=== Begin Enclosure ===

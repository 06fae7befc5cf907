use async_trait::async_trait;
use diesel::prelude::*;
use diesel::r2d2::{self, Pool};
use diesel::sqlite::SqliteConnection;
use std::sync::Arc;

use ledgerfolio_core::prices::{JobStatus, PriceJobRepositoryTrait, PricePopulationJob};
use ledgerfolio_core::{Error, Result};

use super::model::PriceJobDB;
use crate::db::{get_connection, WriteHandle};
use crate::errors::IntoCore;
use crate::schema::price_population_jobs;

pub struct PriceJobRepository {
    pool: Arc<Pool<r2d2::ConnectionManager<SqliteConnection>>>,
    writer: WriteHandle,
}

impl PriceJobRepository {
    pub fn new(
        pool: Arc<Pool<r2d2::ConnectionManager<SqliteConnection>>>,
        writer: WriteHandle,
    ) -> Self {
        Self { pool, writer }
    }
}

#[async_trait]
impl PriceJobRepositoryTrait for PriceJobRepository {
    async fn create(&self, job: PricePopulationJob) -> Result<PricePopulationJob> {
        let row = PriceJobDB::from(&job);
        self.writer
            .exec(move |conn| {
                diesel::insert_into(price_population_jobs::table)
                    .values(&row)
                    .execute(conn)
                    .into_core()?;
                Ok(job)
            })
            .await
    }

    async fn update(&self, job: PricePopulationJob) -> Result<PricePopulationJob> {
        let row = PriceJobDB::from(&job);
        self.writer
            .exec(move |conn| {
                let updated = diesel::update(price_population_jobs::table.find(&row.id))
                    .set(&row)
                    .execute(conn)
                    .into_core()?;
                if updated == 0 {
                    return Err(Error::not_found("Price job", &row.id));
                }
                Ok(job)
            })
            .await
    }

    fn get_by_id(&self, job_id: &str) -> Result<PricePopulationJob> {
        let mut conn = get_connection(&self.pool)?;
        price_population_jobs::table
            .select(PriceJobDB::as_select())
            .find(job_id)
            .first::<PriceJobDB>(&mut conn)
            .optional()
            .into_core()?
            .map(PricePopulationJob::from)
            .ok_or_else(|| Error::not_found("Price job", job_id))
    }

    fn list(&self, asset_id: Option<&str>) -> Result<Vec<PricePopulationJob>> {
        let mut conn = get_connection(&self.pool)?;
        let mut query = price_population_jobs::table
            .select(PriceJobDB::as_select())
            .into_boxed();
        if let Some(asset_id) = asset_id {
            query = query.filter(price_population_jobs::asset_id.eq(asset_id.to_string()));
        }
        let rows = query
            .order(price_population_jobs::created_at.desc())
            .load::<PriceJobDB>(&mut conn)
            .into_core()?;
        Ok(rows.into_iter().map(PricePopulationJob::from).collect())
    }

    /// Oldest first, so interrupted work resumes in submission order.
    fn list_by_status(&self, status: JobStatus) -> Result<Vec<PricePopulationJob>> {
        let mut conn = get_connection(&self.pool)?;
        let rows = price_population_jobs::table
            .select(PriceJobDB::as_select())
            .filter(price_population_jobs::status.eq(status.as_str()))
            .order(price_population_jobs::created_at.asc())
            .load::<PriceJobDB>(&mut conn)
            .into_core()?;
        Ok(rows.into_iter().map(PricePopulationJob::from).collect())
    }
}
use async_trait::async_trait;

use super::accounts_model::{Account, AccountUpdate, NewAccount};
use crate::errors::Result;

/// Persistence for accounts. Reads are synchronous; writes go through the
/// storage writer.
#[async_trait]
pub trait AccountRepositoryTrait: Send + Sync {
    async fn create(&self, new_account: NewAccount) -> Result<Account>;

    async fn update(&self, account_update: AccountUpdate) -> Result<Account>;

    /// Number of rows removed. The account's lots and transactions go
    /// with it.
    async fn delete(&self, account_id: &str) -> Result<usize>;

    fn get_by_id(&self, account_id: &str) -> Result<Account>;

    /// Active accounts first, then by name.
    fn list(&self, is_active_filter: Option<bool>) -> Result<Vec<Account>>;
}

#[async_trait]
pub trait AccountServiceTrait: Send + Sync {
    async fn create_account(&self, new_account: NewAccount) -> Result<Account>;

    async fn update_account(&self, account_update: AccountUpdate) -> Result<Account>;

    async fn delete_account(&self, account_id: &str) -> Result<()>;

    fn get_account(&self, account_id: &str) -> Result<Account>;

    fn list_accounts(&self, is_active_filter: Option<bool>) -> Result<Vec<Account>>;
}
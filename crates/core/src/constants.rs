/// Decimal precision for valuation calculations
pub const DECIMAL_PRECISION: u32 = 6;

/// Quantity threshold for significant positions
pub const QUANTITY_THRESHOLD: &str = "0.00000001";

/// Decimal precision used when storing share prices and share counts
pub const SHARE_PRECISION: u32 = 10;

/// Share price a vault starts with when none is given
pub const DEFAULT_INITIAL_SHARE_PRICE: &str = "1";

/// How many calendar days back the price feed looks for the last trading
/// close when the requested day has no quote (weekends, holidays)
pub const PRICE_LOOKBACK_DAYS: i64 = 7;
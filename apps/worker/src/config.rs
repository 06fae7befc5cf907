use std::time::Duration;

use ledgerfolio_core::prices::BackfillConfig;

const DEFAULT_DB_PATH: &str = "./db/ledgerfolio.db";

/// Worker settings read from `LF_*` environment variables.
#[derive(Debug, Clone)]
pub struct Config {
    pub db_path: String,
    pub backfill_workers: usize,
    pub backfill_queue: usize,
    pub fetch_retries: u32,
    pub fetch_retry_delay: Duration,
    pub reporting_currencies: Vec<String>,
}

fn env_or<T: std::str::FromStr>(key: &str, default: T) -> T {
    match std::env::var(key) {
        Ok(raw) => raw.trim().parse().unwrap_or_else(|_| {
            tracing::warn!("Ignoring invalid {}='{}'", key, raw);
            default
        }),
        Err(_) => default,
    }
}

fn parse_currencies(raw: &str) -> Vec<String> {
    let mut currencies: Vec<String> = Vec::new();
    for code in raw.split(',').map(|c| c.trim().to_uppercase()) {
        if !code.is_empty() && !currencies.contains(&code) {
            currencies.push(code);
        }
    }
    currencies
}

impl Config {
    /// Reads the process environment. Call `dotenvy::dotenv()` first to pick
    /// up a `.env` file.
    pub fn from_env() -> Self {
        let reporting_currencies = parse_currencies(
            &std::env::var("LF_REPORTING_CURRENCIES").unwrap_or_else(|_| "USD".to_string()),
        );

        Self {
            db_path: std::env::var("LF_DB_PATH").unwrap_or_else(|_| DEFAULT_DB_PATH.to_string()),
            backfill_workers: env_or("LF_BACKFILL_WORKERS", 2usize).max(1),
            backfill_queue: env_or("LF_BACKFILL_QUEUE", 64usize).max(1),
            fetch_retries: env_or("LF_FETCH_RETRIES", 2u32),
            fetch_retry_delay: Duration::from_millis(env_or("LF_FETCH_RETRY_DELAY_MS", 500u64)),
            reporting_currencies: if reporting_currencies.is_empty() {
                vec!["USD".to_string()]
            } else {
                reporting_currencies
            },
        }
    }

    pub fn backfill(&self) -> BackfillConfig {
        BackfillConfig {
            max_retries: self.fetch_retries,
            retry_delay: self.fetch_retry_delay,
        }
    }
}
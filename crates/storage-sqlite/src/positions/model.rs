//! Database model for investment lots.

use diesel::prelude::*;
use log::warn;
use serde::{Deserialize, Serialize};

use ledgerfolio_core::positions::{Horizon, Position, PositionKey};

use crate::utils::{format_timestamp, parse_decimal, parse_timestamp};

/// One row of `positions`. Also the JSON shape of the lot embedded in a
/// simple-position vault, which keeps every decimal as an exact string.
#[derive(
    Queryable,
    Identifiable,
    Insertable,
    AsChangeset,
    Selectable,
    PartialEq,
    Serialize,
    Deserialize,
    Debug,
    Clone,
)]
#[diesel(table_name = crate::schema::positions)]
#[diesel(check_for_backend(diesel::sqlite::Sqlite))]
#[diesel(treat_none_as_null = true)]
#[serde(rename_all = "camelCase")]
pub struct PositionDB {
    pub id: String,
    pub asset_id: String,
    pub account_id: String,
    pub horizon: String,
    pub deposit_quantity: String,
    pub deposit_cost: String,
    pub average_unit_cost: String,
    pub withdrawn_quantity: String,
    pub withdrawn_value: String,
    pub cost_basis_withdrawn: String,
    pub pending_realized_pnl: String,
    pub realized_pnl: String,
    pub pnl_percent: String,
    pub is_open: bool,
    pub written_off_quantity: String,
    pub opened_at: String,
    pub closed_at: Option<String>,
    pub closed_by: Option<String>,
    pub updated_at: String,
}

impl From<PositionDB> for Position {
    fn from(db: PositionDB) -> Self {
        let horizon = db.horizon.parse().unwrap_or_else(|e| {
            warn!("Position {} has unknown horizon: {}", db.id, e);
            Horizon::default()
        });
        Position {
            id: db.id,
            key: PositionKey::new(db.asset_id, db.account_id, horizon),
            deposit_quantity: parse_decimal(&db.deposit_quantity),
            deposit_cost: parse_decimal(&db.deposit_cost),
            average_unit_cost: parse_decimal(&db.average_unit_cost),
            withdrawn_quantity: parse_decimal(&db.withdrawn_quantity),
            withdrawn_value: parse_decimal(&db.withdrawn_value),
            cost_basis_withdrawn: parse_decimal(&db.cost_basis_withdrawn),
            pending_realized_pnl: parse_decimal(&db.pending_realized_pnl),
            realized_pnl: parse_decimal(&db.realized_pnl),
            pnl_percent: parse_decimal(&db.pnl_percent),
            is_open: db.is_open,
            written_off_quantity: parse_decimal(&db.written_off_quantity),
            opened_at: parse_timestamp(&db.opened_at),
            closed_at: db.closed_at.as_deref().map(parse_timestamp),
            closed_by: db.closed_by,
            updated_at: parse_timestamp(&db.updated_at),
        }
    }
}

impl From<&Position> for PositionDB {
    fn from(position: &Position) -> Self {
        PositionDB {
            id: position.id.clone(),
            asset_id: position.key.asset_id.clone(),
            account_id: position.key.account_id.clone(),
            horizon: position.key.horizon.as_str().to_string(),
            deposit_quantity: position.deposit_quantity.to_string(),
            deposit_cost: position.deposit_cost.to_string(),
            average_unit_cost: position.average_unit_cost.to_string(),
            withdrawn_quantity: position.withdrawn_quantity.to_string(),
            withdrawn_value: position.withdrawn_value.to_string(),
            cost_basis_withdrawn: position.cost_basis_withdrawn.to_string(),
            pending_realized_pnl: position.pending_realized_pnl.to_string(),
            realized_pnl: position.realized_pnl.to_string(),
            pnl_percent: position.pnl_percent.to_string(),
            is_open: position.is_open,
            written_off_quantity: position.written_off_quantity.to_string(),
            opened_at: format_timestamp(&position.opened_at),
            closed_at: position.closed_at.as_ref().map(format_timestamp),
            closed_by: position.closed_by.clone(),
            updated_at: format_timestamp(&position.updated_at),
        }
    }
}
//! Database model for assets.

use chrono::NaiveDateTime;
use diesel::prelude::*;
use log::warn;
use serde::{Deserialize, Serialize};

use ledgerfolio_core::assets::{Asset, AssetKind, NewAsset};

#[derive(
    Queryable,
    Identifiable,
    Insertable,
    AsChangeset,
    Selectable,
    PartialEq,
    Serialize,
    Deserialize,
    Debug,
    Clone,
)]
#[diesel(table_name = crate::schema::assets)]
#[diesel(check_for_backend(diesel::sqlite::Sqlite))]
pub struct AssetDB {
    pub id: String,
    pub symbol: String,
    pub name: Option<String>,
    pub kind: String,
    pub currency: String,
    pub created_at: NaiveDateTime,
    pub updated_at: NaiveDateTime,
}

impl From<AssetDB> for Asset {
    fn from(db: AssetDB) -> Self {
        let kind = db.kind.parse().unwrap_or_else(|e| {
            warn!("Asset {} has unknown kind: {}", db.id, e);
            AssetKind::Other
        });
        Self {
            id: db.id,
            symbol: db.symbol,
            name: db.name,
            kind,
            currency: db.currency,
            created_at: db.created_at,
            updated_at: db.updated_at,
        }
    }
}

impl From<NewAsset> for AssetDB {
    fn from(domain: NewAsset) -> Self {
        let now = chrono::Utc::now().naive_utc();
        let symbol = domain.symbol.trim().to_uppercase();
        Self {
            // Without an explicit id the symbol is the id.
            id: domain.id.unwrap_or_else(|| symbol.clone()),
            symbol,
            name: domain.name,
            kind: domain.kind.as_str().to_string(),
            currency: domain.currency.trim().to_uppercase(),
            created_at: now,
            updated_at: now,
        }
    }
}
//! Daily and latest prices for a single provider symbol.
//!
//! `ledgerfolio-core` drives a [`MarketDataProvider`] one day at a time
//! during backfill and uses [`MarketDataError::retry_class`] to decide
//! whether a failed call is worth repeating.

pub mod errors;
pub mod models;
pub mod provider;

pub use errors::{MarketDataError, RetryClass};
pub use models::{PriceRequest, Quote};
pub use provider::yahoo::YahooProvider;
pub use provider::{MarketDataProvider, ProviderCapabilities, RateLimit};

=== End Enclosure ===

» **EXERCISE PROMPT**
Which lines above run from the one containing "pub const QUANTITY_THRESHOLD: &str" to the one containing "pub fn from_env()"? Give them again exactly, both ends included.

» **YOUR RESPONSE**
pub const QUANTITY_THRESHOLD: &str = "0.00000001";

/// Decimal precision used when storing share prices and share counts
pub const SHARE_PRECISION: u32 = 10;

/// Share price a vault starts with when none is given
pub const DEFAULT_INITIAL_SHARE_PRICE: &str = "1";

/// How many calendar days back the price feed looks for the last trading
/// close when the requested day has no quote (weekends, holidays)
pub const PRICE_LOOKBACK_DAYS: i64 = 7;
filename apps/worker/src/config.rs
repository 06fae7befc5cf907
use std::time::Duration;

use ledgerfolio_core::prices::BackfillConfig;

const DEFAULT_DB_PATH: &str = "./db/ledgerfolio.db";

/// Worker settings read from `LF_*` environment variables.
#[derive(Debug, Clone)]
pub struct Config {
    pub db_path: String,
    pub backfill_workers: usize,
    pub backfill_queue: usize,
    pub fetch_retries: u32,
    pub fetch_retry_delay: Duration,
    pub reporting_currencies: Vec<String>,
}

fn env_or<T: std::str::FromStr>(key: &str, default: T) -> T {
    match std::env::var(key) {
        Ok(raw) => raw.trim().parse().unwrap_or_else(|_| {
            tracing::warn!("Ignoring invalid {}='{}'", key, raw);
            default
        }),
        Err(_) => default,
    }
}

fn parse_currencies(raw: &str) -> Vec<String> {
    let mut currencies: Vec<String> = Vec::new();
    for code in raw.split(',').map(|c| c.trim().to_uppercase()) {
        if !code.is_empty() && !currencies.contains(&code) {
            currencies.push(code);
        }
    }
    currencies
}

impl Config {
    /// Reads the process environment. Call `dotenvy::dotenv()` first to pick
    /// up a `.env` file.
    pub fn from_env() -> Self {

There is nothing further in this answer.